Krithika Jaganathan, joint partner at Lakshmikumaran & Sridharan Attorneys, said while the windfall tax does not impact the public, some lucidity is required as to how this revenue will be utilised.
“For example, the UK announced discounted energy bills to low-income households using the receipts from windfall taxes. This is a great opportunity for the government to balance energy efficiency and inflation as well,” said Jaganathan.
Bank of Baroda chief economist Madan Sabnavis said windfall tax should have a fixed rate and tenure. Since it is being imposed on oil companies, it does enhance uncertainty.
“Hence, companies should make internal calculations based on their assessment of a proper price and profit to brace for this uncertainty. The government on its part has to fine-tune these rates as there is little it can do about such externalities,” he said.
Prashant Vasisht, vice-president and co-head of corporate ratings at ICRA, said although tinkering with these rates frequently creates uncertainty, considering the high level of prices (crude prices consistently above $100 per barrel, crack spreads of gasoil above $30 a barrel), a number of countries have imposed windfall taxes and accordingly as a measure per se, India is not the only country to implement this.”

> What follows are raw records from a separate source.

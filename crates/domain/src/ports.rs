//! Port definitions (traits) for external dependencies
//!
//! These traits define the boundaries between the domain and external systems.
//! Adapters implement these traits to connect to real infrastructure.

use std::collections::HashSet;

use async_trait::async_trait;
use thiserror::Error;
use time::{OffsetDateTime, UtcOffset};

use crate::model::{Batch, Prompt, PublishedRecord};

/// Error type for text provider operations
#[derive(Debug, Clone, Error)]
pub enum ProviderError {
    #[error("API error: {0}")]
    Api(String),
    #[error("Network error: {0}")]
    Network(String),
    #[error("Rate limited")]
    RateLimited,
    #[error("Timeout")]
    Timeout,
    #[error("Authentication failed: {0}")]
    Auth(String),
    #[error("Invalid request: {0}")]
    InvalidRequest(String),
    #[error("Invalid response format: {0}")]
    InvalidFormat(String),
    #[error("Empty response")]
    Empty,
    #[error("Configuration error: {0}")]
    Config(String),
}

impl ProviderError {
    /// Whether another attempt against the same provider may succeed
    pub fn is_retryable(&self) -> bool {
        matches!(
            self,
            ProviderError::Api(_)
                | ProviderError::Network(_)
                | ProviderError::RateLimited
                | ProviderError::Timeout
                | ProviderError::InvalidFormat(_)
                | ProviderError::Empty
        )
    }
}

/// Port for an LLM text-generation backend
#[async_trait]
pub trait TextProvider: Send + Sync {
    /// Name of this chain link (e.g., "openai:gpt-4o-mini")
    fn name(&self) -> &str;

    /// Whether the provider's credential precondition is met
    fn is_available(&self) -> bool;

    /// Send a prompt, receive raw text
    async fn generate(&self, prompt: &Prompt) -> Result<String, ProviderError>;
}

/// Port for a lexicon-based positivity scorer
pub trait SentimentScorer: Send + Sync {
    /// Scalar positivity, roughly in [-1.0, 1.0]
    fn score(&self, text: &str) -> f64;
}

/// Error type for batch store operations
#[derive(Debug, Error)]
pub enum BatchStoreError {
    #[error("IO error: {0}")]
    Io(#[from] std::io::Error),
    #[error("Serialization error: {0}")]
    Serialization(String),
}

/// Port for the persisted date-stamped batch
#[async_trait]
pub trait BatchStore: Send + Sync {
    /// Load the current batch, if any
    async fn load(&self) -> Result<Option<Batch>, BatchStoreError>;

    /// Replace the stored batch atomically
    async fn save(&self, batch: &Batch) -> Result<(), BatchStoreError>;

    /// Delete the stored batch (no-op when absent)
    async fn remove(&self) -> Result<(), BatchStoreError>;
}

/// Error type for history log operations
#[derive(Debug, Error)]
pub enum HistoryError {
    #[error("IO error: {0}")]
    Io(#[from] std::io::Error),
    #[error("Database error: {0}")]
    Database(String),
    #[error("Serialization error: {0}")]
    Serialization(String),
}

/// Port for the append-only log of published text
#[async_trait]
pub trait HistoryLog: Send + Sync {
    /// All texts published so far
    async fn load_seen(&self) -> Result<HashSet<String>, HistoryError>;

    /// Append a published record
    async fn record_published(&self, record: &PublishedRecord) -> Result<(), HistoryError>;
}

/// Error type for publisher operations
#[derive(Debug, Error)]
pub enum PublishError {
    #[error("API error: {0}")]
    Api(String),
    #[error("Rate limited")]
    RateLimited,
    #[error("Authentication failed: {0}")]
    Auth(String),
    #[error("Content too long: {len} > {max}")]
    ContentTooLong { len: usize, max: usize },
}

/// Result of a successful publish operation
#[derive(Debug, Clone)]
pub struct PublishResult {
    /// Platform-specific post ID
    pub id: String,
    /// URL to the published content, if available
    pub url: Option<String>,
}

/// Port for the downstream posting collaborator
#[async_trait]
pub trait Publisher: Send + Sync {
    /// Publish a single post text, returns the published ID
    async fn publish(&self, text: &str) -> Result<PublishResult, PublishError>;

    /// Check if this publisher is enabled
    fn is_enabled(&self) -> bool;

    /// Get the platform name (e.g., "x", "outbox")
    fn platform(&self) -> &'static str;
}

/// Port for time/clock operations (enables deterministic testing)
pub trait Clock: Send + Sync {
    /// Get the current time in the deployment's offset
    fn now(&self) -> OffsetDateTime;
}

/// Real clock implementation with a fixed UTC offset
#[derive(Debug, Clone, Copy)]
pub struct SystemClock {
    offset: UtcOffset,
}

impl SystemClock {
    pub fn new(offset: UtcOffset) -> Self {
        Self { offset }
    }
}

impl Default for SystemClock {
    fn default() -> Self {
        Self::new(UtcOffset::UTC)
    }
}

impl Clock for SystemClock {
    fn now(&self) -> OffsetDateTime {
        OffsetDateTime::now_utc().to_offset(self.offset)
    }
}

India Ratings & Research chief economist Devendra Pant said with global crude prices being extremely volatile, the windfall tax rates need to be looked at periodically.
The finance ministry source said there has been a substantial change in the past two weeks.
“Such substantial change in prices will trigger a change. A minor change may not,” he said.
The rate of the Indian crude basket stood at $100.41 a barrel as on August 2, against $105.49 on average in July and $116.01 in July.
Ahead of a meeting of Organization of the Petroleum Exporting Countries members, Brent crude futures fell 94 cents to $99.6 per barrel in early trade on Wednesday.